Sonographic Landmarks and Technique
The abdominal musculature appears as hyperechoic (bright white) linear bands.
From superficial to deep:
External oblique
Internal oblique
Transversus abdominis
Peritoneum and bowel loops (characterized by peristalsis and respiratory movement)
A deep breath from the patient can assist in distinguishing bowel from the muscle layers.
Tip: For clarity, begin identifying layers from the deepest structure upward to avoid mistaking fascial planes for muscle layers, as their sonographic appearances may be similar.
Needle Selection and Injection Technique
A 20–22 gauge Tuohy needle is recommended for optimal visibility and control. The blunt tip offers several advantages:
Improved tactile feedback as each muscle layer is penetrated (noted by a characteristic “pop”)
Enhanced echogenicity, even at steep angles
Potentially reduced risk of intravascular injection (though this remains anecdotal)

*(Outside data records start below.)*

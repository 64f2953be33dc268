//! Disassembler for compiled code blocks.
//!
//! Works on any [`CodeBlock`], whether compiled from source or loaded from a
//! DSO. Output is either a text listing or, through serde, JSON.

use serde::Serialize;

use crate::error::DecodeError;
use crate::vm::codeblock::CodeBlock;
use crate::vm::ops::Instruction;
use crate::vm::symbols::{SymbolId, SymbolTable};
use crate::vm::value::format_float;

/// A decoded code block.
#[derive(Debug, Clone, Serialize)]
pub struct Disassembly {
    pub name: String,
    pub code_words: usize,
    pub global_strings: Vec<StringConstant>,
    pub function_strings: Vec<StringConstant>,
    pub global_floats: Vec<f64>,
    pub function_floats: Vec<f64>,
    /// Breakable lines as alternating skip/run counts.
    pub break_list: Vec<u32>,
    pub instructions: Vec<InstructionLine>,
}

#[derive(Debug, Clone, PartialEq, Serialize)]
pub struct StringConstant {
    pub offset: u32,
    pub text: String,
}

#[derive(Debug, Clone, Serialize)]
pub struct InstructionLine {
    pub ip: u32,
    /// Source line when a statement starts here.
    #[serde(skip_serializing_if = "Option::is_none")]
    pub line: Option<u32>,
    pub op: &'static str,
    pub operands: String,
}

/// Decode every instruction in `block`. Breakpoints are shown as the
/// instruction they stand in for.
pub fn disassemble(block: &CodeBlock, symbols: &SymbolTable) -> Result<Disassembly, DecodeError> {
    let pairs = block.line_breaks();
    let size = block.code_size() as u32;
    let mut instructions = Vec::new();
    let mut function_end: Option<u32> = None;
    let mut ip = 0;

    while ip < size {
        let mut inst = block.decode(ip)?;
        if inst == Instruction::Break {
            if let Some(opcode) = block.break_opcode(ip) {
                inst = block.decode_as(ip, opcode)?;
            }
        }
        if function_end.is_some_and(|end| ip >= end) {
            function_end = None;
        }
        let in_function = function_end.is_some();
        let operands = Operands {
            block,
            symbols,
            in_function,
        }
        .format(&inst);
        if let Instruction::FuncDecl { end_ip, has_body: true, .. } = &inst {
            function_end = Some(*end_ip);
        }

        instructions.push(InstructionLine {
            ip,
            line: pairs.iter().find(|p| p.ip == ip).map(|p| p.line()),
            op: inst.opcode().name(),
            operands,
        });
        ip += inst.size() as u32;
    }

    Ok(Disassembly {
        name: block.name().to_string(),
        code_words: size as usize,
        global_strings: split_strings(&block.global_strings()),
        function_strings: split_strings(&block.function_strings()),
        global_floats: block.global_floats().to_vec(),
        function_floats: block.function_floats().to_vec(),
        break_list: block.break_list().to_vec(),
        instructions,
    })
}

/// Non-empty NUL-terminated strings of a blob with their offsets.
fn split_strings(blob: &[u8]) -> Vec<StringConstant> {
    let mut out = Vec::new();
    let mut start = 0;
    for (i, &b) in blob.iter().enumerate() {
        if b == 0 {
            if i > start {
                out.push(StringConstant {
                    offset: start as u32,
                    text: String::from_utf8_lossy(&blob[start..i]).into_owned(),
                });
            }
            start = i + 1;
        }
    }
    out
}

struct Operands<'a> {
    block: &'a CodeBlock,
    symbols: &'a SymbolTable,
    in_function: bool,
}

impl Operands<'_> {
    fn sym(&self, id: Option<SymbolId>) -> String {
        id.map_or_else(|| "<none>".to_string(), |s| self.symbols.resolve(s).to_string())
    }

    fn string(&self, offset: u32) -> String {
        let text = self.block.string_at(offset, self.in_function).unwrap_or_default();
        format!("{offset} {}", escape(&text))
    }

    fn format(&self, inst: &Instruction) -> String {
        match inst {
            Instruction::FuncDecl {
                name,
                namespace,
                has_body,
                line,
                end_ip,
                args,
            } => {
                let args: Vec<String> = args.iter().map(|a| self.sym(*a)).collect();
                let qualified = match namespace {
                    Some(_) => format!("{}::{}", self.sym(*namespace), self.sym(*name)),
                    None => self.sym(*name),
                };
                format!(
                    "{qualified}({}) line={line} body={has_body} end={end_ip}",
                    args.join(", ")
                )
            }
            Instruction::CreateObject { fail } => format!("fail={fail}"),
            Instruction::AddObject { place_at_root } | Instruction::EndObject { place_at_root } => {
                format!("root={place_at_root}")
            }
            Instruction::JmpIffNot(t)
            | Instruction::JmpIfNot(t)
            | Instruction::JmpIff(t)
            | Instruction::JmpIf(t)
            | Instruction::JmpIfNotNp(t)
            | Instruction::JmpIfNp(t)
            | Instruction::Jmp(t) => format!("-> {t}"),
            Instruction::SetCurVar(s)
            | Instruction::SetCurVarCreate(s)
            | Instruction::SetCurField(s)
            | Instruction::LoadImmedIdent(s) => self.sym(*s),
            Instruction::LoadImmedUint(v) => (*v as i32).to_string(),
            Instruction::LoadImmedFlt(index) => {
                let value = self.block.float_at(*index, self.in_function).unwrap_or(f64::NAN);
                format!("#{index} {}", format_float(value))
            }
            Instruction::TagToStr(offset) | Instruction::LoadImmedStr(offset) => self.string(*offset),
            Instruction::CallFunc {
                name,
                namespace,
                call_type,
            } => match namespace {
                Some(_) => format!("{}::{} {:?}", self.sym(*namespace), self.sym(*name), call_type),
                None => format!("{} {:?}", self.sym(*name), call_type),
            },
            Instruction::ConcatChar(c) => escape(&(*c as char).to_string()),
            Instruction::IterBegin { var, fail } | Instruction::IterBeginStr { var, fail } => {
                format!("{} fail={fail}", self.sym(*var))
            }
            Instruction::Iter { exit } => format!("exit={exit}"),
            _ => String::new(),
        }
    }
}

fn escape(s: &str) -> String {
    format!("{s:?}")
}

impl Disassembly {
    /// Human-readable listing.
    pub fn to_text(&self) -> String {
        let mut out = String::new();
        out.push_str(&format!("== {} ({} words) ==\n", self.name, self.code_words));
        for (title, strings) in [
            ("Global Strings", &self.global_strings),
            ("Function Strings", &self.function_strings),
        ] {
            if strings.is_empty() {
                continue;
            }
            out.push_str(&format!("== {title} ==\n"));
            for s in strings {
                out.push_str(&format!("  [{:04}] {}\n", s.offset, escape(&s.text)));
            }
        }
        for (title, floats) in [
            ("Global Floats", &self.global_floats),
            ("Function Floats", &self.function_floats),
        ] {
            if floats.is_empty() {
                continue;
            }
            out.push_str(&format!("== {title} ==\n"));
            for (i, f) in floats.iter().enumerate() {
                out.push_str(&format!("  #{i} {}\n", format_float(*f)));
            }
        }
        out.push_str("== Code ==\n");
        for inst in &self.instructions {
            let line = inst.line.map_or_else(|| "    ".to_string(), |l| format!("{l:>4}"));
            out.push_str(&format!("{line} {:04}: {}", inst.ip, inst.op));
            if !inst.operands.is_empty() {
                out.push(' ');
                out.push_str(&inst.operands);
            }
            out.push('\n');
        }
        out
    }
}

#[cfg(test)]
mod tests {
    use super::*;
    use crate::compiler;

    fn listing(source: &str) -> Disassembly {
        let mut symbols = SymbolTable::new();
        let unit = compiler::compile_resolved("d.cs", source, &mut symbols).unwrap();
        let block = CodeBlock::new("d.cs", unit);
        disassemble(&block, &symbols).unwrap()
    }

    #[test]
    fn test_listing_covers_whole_block() {
        let d = listing("function add(%a, %b) { return %a + %b; }\n$x = add(1, 2) @ \"!\";\n$y = 2.5 * $x;\n");
        assert_eq!(d.instructions[0].op, "FUNC_DECL");
        assert!(d.instructions[0].operands.starts_with("add("));
        assert!(d.instructions[0].operands.contains("line=1 body=true"));
        assert_eq!(d.instructions.last().unwrap().op, "RETURN_VOID");
        assert!(d.instructions.iter().any(|i| i.op == "CALLFUNC" && i.operands == "add Function"));
        assert!(d.global_strings.iter().any(|s| s.text == "!"));
        assert_eq!(d.global_floats, vec![2.5]);
    }

    #[test]
    fn test_function_constants_use_function_table() {
        let d = listing("function f() { return \"inside\"; }\necho(\"outside\");\n");
        let loads: Vec<&str> = d
            .instructions
            .iter()
            .filter(|i| i.op == "LOADIMMED_STR")
            .map(|i| i.operands.as_str())
            .collect();
        assert!(loads.iter().any(|o| o.ends_with("\"inside\"")));
        assert!(loads.iter().any(|o| o.ends_with("\"outside\"")));
    }

    #[test]
    fn test_breakpoints_are_transparent() {
        let mut symbols = SymbolTable::new();
        let unit = compiler::compile_resolved("d.cs", "%a = 1;\n%b = 2;\n", &mut symbols).unwrap();
        let block = CodeBlock::new("d.cs", unit);
        let before = disassemble(&block, &symbols).unwrap().to_text();
        block.set_all_breaks();
        assert_eq!(disassemble(&block, &symbols).unwrap().to_text(), before);
    }

    #[test]
    fn test_json_output() {
        let d = listing("%a = 1;\n");
        let json = serde_json::to_value(&d).unwrap();
        assert_eq!(json["name"], "d.cs");
        assert_eq!(json["instructions"][0]["line"], 1);
        assert!(json["instructions"].as_array().unwrap().last().unwrap().get("line").is_none());
    }
}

Once the needle reaches the correct fascial plane—between the internal oblique and transversus abdominis—20 mL of local anesthetic is slowly injected. Real-time visualization of anesthetic spread is critical to:
Confirm correct plane placement
Exclude inadvertent intravascular injection
Visual Reference
Gallery 38.1: Illustrates general TAP anatomy
Gallery 38.2: Shows detailed sonographic appearance of the three abdominal muscle layers
External and internal oblique: superficial
Transversus abdominis and bowel: deepest
Each layer is separated by distinguishable hyperechoic fascial lines.
Image for the distribution of the sub-costal TAP
This image shows the sono-anatomy for the sub-costal TAP.
Image for the ilioinguinal/iliohypogastric TAP
This image shows safe needle position from medial to lateral for this technique.
Ultrasound-Guided Ilioinguinal/Iliohypogastric (IL/IH) Nerve Block
Ultrasound guidance has become the standard technique for performing ilioinguinal and iliohypogastric (IL/IH) nerve blocks, with a growing body of literature supporting its use. Numerous studies highlight ultrasound’s ability to reduce procedure time, improve block accuracy, and decrease complication rates.
Technique
Transducer Selection: Use a high-frequency linear probe, typically set to a depth of 2–4 cm.
Probe Positioning:
Place the probe transversely at the level of the anterior superior iliac spine (ASIS).
Identify the hyperechoic cortical surface of the ASIS and its underlying acoustic shadow.
Rotate the probe so the medial edge is directed toward the umbilicus. This orientation provides the ideal view, as illustrated in Figure 39.1.
Needle Insertion:
Insert the needle in-plane, from medial to lateral.
After anesthetizing the skin and subcutaneous tissue, advance a block or Tuohy needle under continuous ultrasound guidance.
Target and Injection:
Direct the needle tip to the fascial plane between the internal oblique and transversus abdominis muscles.
After confirming negative aspiration, inject 10–20 mL of local anesthetic, observing for appropriate spread and separation of the muscle layers.